The FHA now says it attracted companies with questionable practices during the growth spurt.

"The mortgage industry is coming out of an unprecedented period where unscrupulous players and institutions without capital, virtually anybody could put out a shingle and call themselves a mortgage lender," Dave Stevens, the FHA's commissioner, said in an interview in December.

The agency has stepped up enforcement actions against FHA lenders, including two that collapsed last year, Taylor, Bean & Whitaker Mortgage Corp. and Ideal Mortgage Bankers, better known as Lend America.

Opponents and supporters of HUD's proposed rule agree on one thing: It would make the government mortgage market look more like the conventional one, as large bank-owned lenders gained share.

"HUD wants the bigger, more sophisticated, better-capitalized players out there," said Paul T. Bossidy, the president and CEO of Clayton Holdings, a Shelton, Conn., company that provides underwriting, due diligence and other services to lenders. The agency is looking for companies with the resources to invest in training and technology, he said.

Many small lenders said the proposed hike to their minimum net worth would put them out of business. HUD wants to raise the requirement from $250,000 to $2.5 million over three years.
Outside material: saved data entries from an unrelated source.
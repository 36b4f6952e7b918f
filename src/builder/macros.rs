//! Macros for ergonomic machine construction.

/// Generate a state enum with its `State` trait implementation, a
/// `Display` impl printing the variant name, and an `ALL` constant.
///
/// # Example
///
/// ```
/// use session_machine::state_enum;
///
/// state_enum! {
///     pub enum ConnectionState {
///         Disconnected,
///         Connected,
///         Closed,
///     }
/// }
///
/// assert_eq!(ConnectionState::ALL.len(), 3);
/// assert_eq!(ConnectionState::Closed.to_string(), "Closed");
/// ```
#[macro_export]
macro_rules! state_enum {
    (
        $(#[$meta:meta])*
        $vis:vis enum $name:ident {
            $(
                $(#[$variant_meta:meta])*
                $variant:ident
            ),* $(,)?
        }
    ) => {
        $(#[$meta])*
        #[derive(Clone, Copy, PartialEq, Eq, Hash, Debug, serde::Serialize, serde::Deserialize)]
        $vis enum $name {
            $(
                $(#[$variant_meta])*
                $variant
            ),*
        }

        impl $crate::core::State for $name {
            fn name(&self) -> &str {
                match self {
                    $(Self::$variant => stringify!($variant)),*
                }
            }
        }

        impl $name {
            /// Every variant, in declaration order.
            #[allow(dead_code)]
            $vis const ALL: &'static [Self] = &[$(Self::$variant),*];
        }

        impl ::std::fmt::Display for $name {
            fn fmt(&self, f: &mut ::std::fmt::Formatter<'_>) -> ::std::fmt::Result {
                f.write_str($crate::core::State::name(self))
            }
        }
    };
}
//! Destinations for the lines actions produce.

use std::sync::{Arc, Mutex, PoisonError};

/// Receives the observable output of actions.
pub trait OutputSink: Send + Sync {
    fn emit(&self, line: &str);
}

impl<T: OutputSink + ?Sized> OutputSink for Arc<T> {
    fn emit(&self, line: &str) {
        (**self).emit(line)
    }
}

/// Sends every line to `tracing` at info level.
#[derive(Debug, Clone, Copy, Default)]
pub struct TracingSink;

impl OutputSink for TracingSink {
    fn emit(&self, line: &str) {
        tracing::info!(target: "session_machine::output", "{line}");
    }
}

/// Keeps every line in memory. Clones share the same buffer.
#[derive(Debug, Clone, Default)]
pub struct RecordingSink {
    lines: Arc<Mutex<Vec<String>>>,
}

impl RecordingSink {
    pub fn new() -> Self {
        Self::default()
    }

    /// Lines emitted so far, oldest first.
    pub fn lines(&self) -> Vec<String> {
        self.lines
            .lock()
            .unwrap_or_else(PoisonError::into_inner)
            .clone()
    }

    /// Remove and return the lines emitted so far.
    pub fn take(&self) -> Vec<String> {
        std::mem::take(&mut *self.lines.lock().unwrap_or_else(PoisonError::into_inner))
    }
}

impl OutputSink for RecordingSink {
    fn emit(&self, line: &str) {
        self.lines
            .lock()
            .unwrap_or_else(PoisonError::into_inner)
            .push(line.to_string());
    }
}
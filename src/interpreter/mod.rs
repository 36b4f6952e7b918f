//! Run-to-completion interpreter.
//!
//! An interpreter owns the current state and context of one running
//! machine. Events are queued and handled strictly one at a time: an event's
//! observers, actions and state update all complete before the next queued
//! event is looked at.
//!
//! Per event:
//! 1. event observers are notified with the raw event;
//! 2. the transition for the current state and the event's kind is resolved;
//! 3. if there is one, its actions run in order, the state pointer moves to
//!    the target and the target's entry actions run, each action receiving
//!    the context returned by the previous one;
//! 4. transition observers are notified with the resulting snapshot, whether
//!    or not a transition fired.
//!
//! An event with no transition in the current state is not an error.

mod error;
mod inbox;
mod observers;
mod options;

pub use error::InterpreterError;
pub use inbox::{EventSender, Status};
pub use observers::{ObserverId, Observers};
pub use options::{InterpreterOptions, DEFAULT_MAX_HISTORY};

use crate::actions::ActionError;
use crate::checkpoint::{Checkpoint, CheckpointError};
use crate::core::{Event, HistoryEntry, Schema, Snapshot, State, StateHistory, Trigger};
use crate::machine::Machine;
use chrono::Utc;
use inbox::{lock, new_inbox, SharedInbox};
use std::fmt;
use uuid::Uuid;

/// A running instance of a [`Machine`].
///
/// # Example
///
/// ```rust
/// use session_machine::actions::RecordingSink;
/// use session_machine::auth::{auth_machine, AuthEvent, AuthState};
///
/// let sink = RecordingSink::new();
/// let machine = auth_machine(sink.clone()).unwrap();
/// let mut service = machine.interpret();
///
/// service.start().unwrap();
/// service.send(AuthEvent::login("Jason")).unwrap();
///
/// assert_eq!(service.state(), &AuthState::LoggedIn);
/// assert_eq!(service.context().user.as_deref(), Some("Jason"));
/// assert_eq!(sink.lines().last().map(String::as_str), Some("Hello, Jason!"));
/// ```
pub struct Interpreter<M: Schema> {
    session_id: Uuid,
    machine: Machine<M>,
    options: InterpreterOptions,
    inbox: SharedInbox<M::Event>,
    state: M::State,
    context: M::Context,
    changed: bool,
    history: StateHistory<M::State>,
    observers: Observers<M>,
}

impl<M: Schema> Interpreter<M> {
    /// Create an interpreter in `NotStarted` with default options.
    pub fn new(machine: Machine<M>) -> Self {
        Self::with_options(machine, InterpreterOptions::default())
    }

    pub fn with_options(machine: Machine<M>, options: InterpreterOptions) -> Self {
        let state = machine.definition().initial_state().clone();
        Self {
            session_id: Uuid::new_v4(),
            machine,
            options,
            inbox: new_inbox(Status::NotStarted),
            state,
            context: M::Context::default(),
            changed: false,
            history: StateHistory::new(),
            observers: Observers::default(),
        }
    }

    /// Recreate a running interpreter from a checkpoint.
    ///
    /// The checkpointed state becomes current without running its entry
    /// actions, and no observers are notified.
    pub fn resume(
        machine: Machine<M>,
        checkpoint: Checkpoint<M::State, M::Context>,
        options: InterpreterOptions,
    ) -> Result<Self, InterpreterError> {
        checkpoint.validate()?;
        if checkpoint.machine_id != machine.id() {
            return Err(CheckpointError::MachineMismatch {
                expected: machine.id().to_string(),
                found: checkpoint.machine_id,
            }
            .into());
        }
        if !machine.definition().contains(&checkpoint.snapshot.state) {
            return Err(CheckpointError::UnknownState {
                machine: machine.id().to_string(),
                state: checkpoint.snapshot.state.name().to_string(),
            }
            .into());
        }

        tracing::info!(
            session = %checkpoint.session_id,
            machine = machine.id(),
            state = checkpoint.snapshot.state.name(),
            "interpreter resumed from checkpoint"
        );
        Ok(Self {
            session_id: checkpoint.session_id,
            machine,
            options,
            inbox: new_inbox(Status::Running),
            state: checkpoint.snapshot.state,
            context: checkpoint.snapshot.context,
            changed: checkpoint.snapshot.changed,
            history: checkpoint.history,
            observers: Observers::default(),
        })
    }

    /// Enter the initial state and run its entry actions.
    ///
    /// Transition observers are notified once with the initial snapshot.
    pub fn start(&mut self) -> Result<(), InterpreterError> {
        {
            let mut inbox = lock(&self.inbox);
            if inbox.status != Status::NotStarted {
                return Err(InterpreterError::AlreadyStarted {
                    status: inbox.status,
                });
            }
            inbox.status = Status::Running;
        }

        let machine = self.machine.clone();
        let definition = machine.definition();
        self.state = definition.initial_state().clone();
        self.context = M::Context::default();
        self.changed = false;
        tracing::info!(
            session = %self.session_id,
            machine = definition.id(),
            state = self.state.name(),
            "interpreter started"
        );

        self.run_actions(
            &machine,
            definition.entry_actions_of(definition.initial_state()),
            Trigger::Start,
        )
        .map_err(|source| InterpreterError::Action {
            event: "start".to_string(),
            source,
        })?;
        self.notify_transition();
        self.drain()
    }

    /// Queue `event` and process everything queued, in order.
    pub fn send(&mut self, event: M::Event) -> Result<(), InterpreterError> {
        lock(&self.inbox).push(event)?;
        self.drain()
    }

    /// Process events queued through [`EventSender`]s.
    pub fn flush(&mut self) -> Result<(), InterpreterError> {
        let status = self.status();
        if status != Status::Running {
            return Err(InterpreterError::NotStarted { status });
        }
        self.drain()
    }

    /// Stop for good, discarding any queued events.
    pub fn stop(&mut self) -> Result<(), InterpreterError> {
        let dropped = {
            let mut inbox = lock(&self.inbox);
            if inbox.status != Status::Running {
                return Err(InterpreterError::NotStarted {
                    status: inbox.status,
                });
            }
            inbox.status = Status::Stopped;
            let dropped = inbox.queue.len();
            inbox.queue.clear();
            dropped
        };

        tracing::info!(session = %self.session_id, dropped, "interpreter stopped");
        self.observers.notify_stop();
        Ok(())
    }

    /// Handle for queueing events from observers or other owners.
    pub fn sender(&self) -> EventSender<M> {
        EventSender::new(self.inbox.clone())
    }

    pub fn on_event<F>(&mut self, observer: F) -> ObserverId
    where
        F: FnMut(&M::Event) + Send + 'static,
    {
        self.observers.on_event(observer)
    }

    pub fn on_transition<F>(&mut self, observer: F) -> ObserverId
    where
        F: FnMut(&Snapshot<M::State, M::Context>) + Send + 'static,
    {
        self.observers.on_transition(observer)
    }

    pub fn on_stop<F>(&mut self, observer: F) -> ObserverId
    where
        F: FnMut() + Send + 'static,
    {
        self.observers.on_stop(observer)
    }

    /// Unsubscribe an observer registered on this interpreter.
    pub fn off(&mut self, id: ObserverId) -> bool {
        self.observers.off(id)
    }

    pub fn status(&self) -> Status {
        lock(&self.inbox).status
    }

    pub fn session_id(&self) -> Uuid {
        self.session_id
    }

    pub fn machine(&self) -> &Machine<M> {
        &self.machine
    }

    pub fn state(&self) -> &M::State {
        &self.state
    }

    pub fn context(&self) -> &M::Context {
        &self.context
    }

    pub fn history(&self) -> &StateHistory<M::State> {
        &self.history
    }

    /// Current state and context.
    pub fn snapshot(&self) -> Snapshot<M::State, M::Context> {
        Snapshot {
            state: self.state.clone(),
            context: self.context.clone(),
            changed: self.changed,
        }
    }

    /// Capture everything needed to [`resume`](Self::resume) later.
    pub fn checkpoint(&self) -> Checkpoint<M::State, M::Context> {
        Checkpoint::new(
            self.session_id,
            self.machine.id(),
            self.snapshot(),
            self.history.clone(),
        )
    }

    fn drain(&mut self) -> Result<(), InterpreterError> {
        loop {
            // The lock is released before processing so observers can queue
            // more events through a sender.
            let next = lock(&self.inbox).queue.pop_front();
            match next {
                Some(event) => self.process(event)?,
                None => return Ok(()),
            }
        }
    }

    fn process(&mut self, event: M::Event) -> Result<(), InterpreterError> {
        tracing::debug!(
            session = %self.session_id,
            event = event.name(),
            state = self.state.name(),
            "event received"
        );
        self.observers.notify_event(&event);

        let machine = self.machine.clone();
        let Some(transition) = machine
            .definition()
            .resolve_transition(&self.state, event.kind())
        else {
            tracing::debug!(
                session = %self.session_id,
                event = event.name(),
                state = self.state.name(),
                "no transition for event"
            );
            self.changed = false;
            self.notify_transition();
            return Ok(());
        };

        let trigger = Trigger::Event(&event);
        let abandoned = |source: ActionError| InterpreterError::Action {
            event: event.name().to_string(),
            source,
        };

        self.changed = false;
        self.run_actions(&machine, &transition.actions, trigger)
            .map_err(abandoned)?;

        let target = transition.target.clone();
        let from = std::mem::replace(&mut self.state, target.clone());
        self.changed = true;
        if self.options.record_history {
            self.history.append(
                HistoryEntry {
                    from: from.clone(),
                    to: target.clone(),
                    event: event.name().to_string(),
                    timestamp: Utc::now(),
                },
                self.options.max_history,
            );
        }
        tracing::debug!(
            session = %self.session_id,
            event = event.name(),
            from = from.name(),
            to = target.name(),
            "transition taken"
        );

        self.run_actions(
            &machine,
            machine.definition().entry_actions_of(&target),
            trigger,
        )
        .map_err(abandoned)?;

        self.notify_transition();
        Ok(())
    }

    /// Run `actions` in order, threading the context through each. On failure
    /// the context is left as returned by the last action that succeeded.
    fn run_actions(
        &mut self,
        machine: &Machine<M>,
        actions: &[M::Action],
        trigger: Trigger<'_, M::Event>,
    ) -> Result<(), ActionError> {
        for &action in actions {
            tracing::trace!(session = %self.session_id, ?action, "running action");
            match machine
                .actions()
                .run(action, self.context.clone(), trigger)
            {
                Ok(next) => self.context = next,
                Err(err) => {
                    tracing::warn!(session = %self.session_id, ?action, %err, "action failed");
                    return Err(err);
                }
            }
        }
        Ok(())
    }

    fn notify_transition(&mut self) {
        let snapshot = self.snapshot();
        self.observers.notify_transition(&snapshot);
    }
}

impl<M: Schema> fmt::Debug for Interpreter<M> {
    fn fmt(&self, f: &mut fmt::Formatter<'_>) -> fmt::Result {
        f.debug_struct("Interpreter")
            .field("session_id", &self.session_id)
            .field("machine", &self.machine.id())
            .field("status", &self.status())
            .field("state", &self.state)
            .field("context", &self.context)
            .finish_non_exhaustive()
    }
}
That would disqualify 70% of the FHA's current roster of lenders (assuming none of them raised their net worth in the meantime).

"Big banks have a lot of expenses and no need to be competitive," said Jeff Lewis, the chairman of Generation Mortgage Co., an Atlanta lender. "But there's a mind-set right now in Washington that the best way to protect consumers is to restrict competition."

Yet even some of the largest lenders want HUD to let brokers continue closing loans in their own name and maintain case numbers, to help the Goliaths manage their own risk.

For example, many lenders said they rely on the FHA's Neighborhood Watch Web site to monitor and compare the default ratios of brokers.

"If HUD stopped providing compare ratios for correspondents, it is quite possible that loan quality would suffer," Rick Aneshansel, the chief financial officer at U.S. Bank Home Mortgage, a unit of U.S. Bancorp, wrote in a comment letter — one of about 250 HUD has received since it issued the proposed rule in November.

David Moskowitz, deputy general counsel at Wells Fargo & Co., recommended in a comment letter that HUD maintain a recertification program for brokerages that includes background checks of key officers and directors and an assurance that brokers are not on any previous list of debarment.

Other changes to the FHA are coming quickly this year as well. Donovan has indicated that HUD may try to raise the current cap on annual mortgage insurance premiums, which would require congressional approval.

Policymakers also are considering increasing the minimum down payment for FHA borrowers and adopting a minimum FICO score for the first time.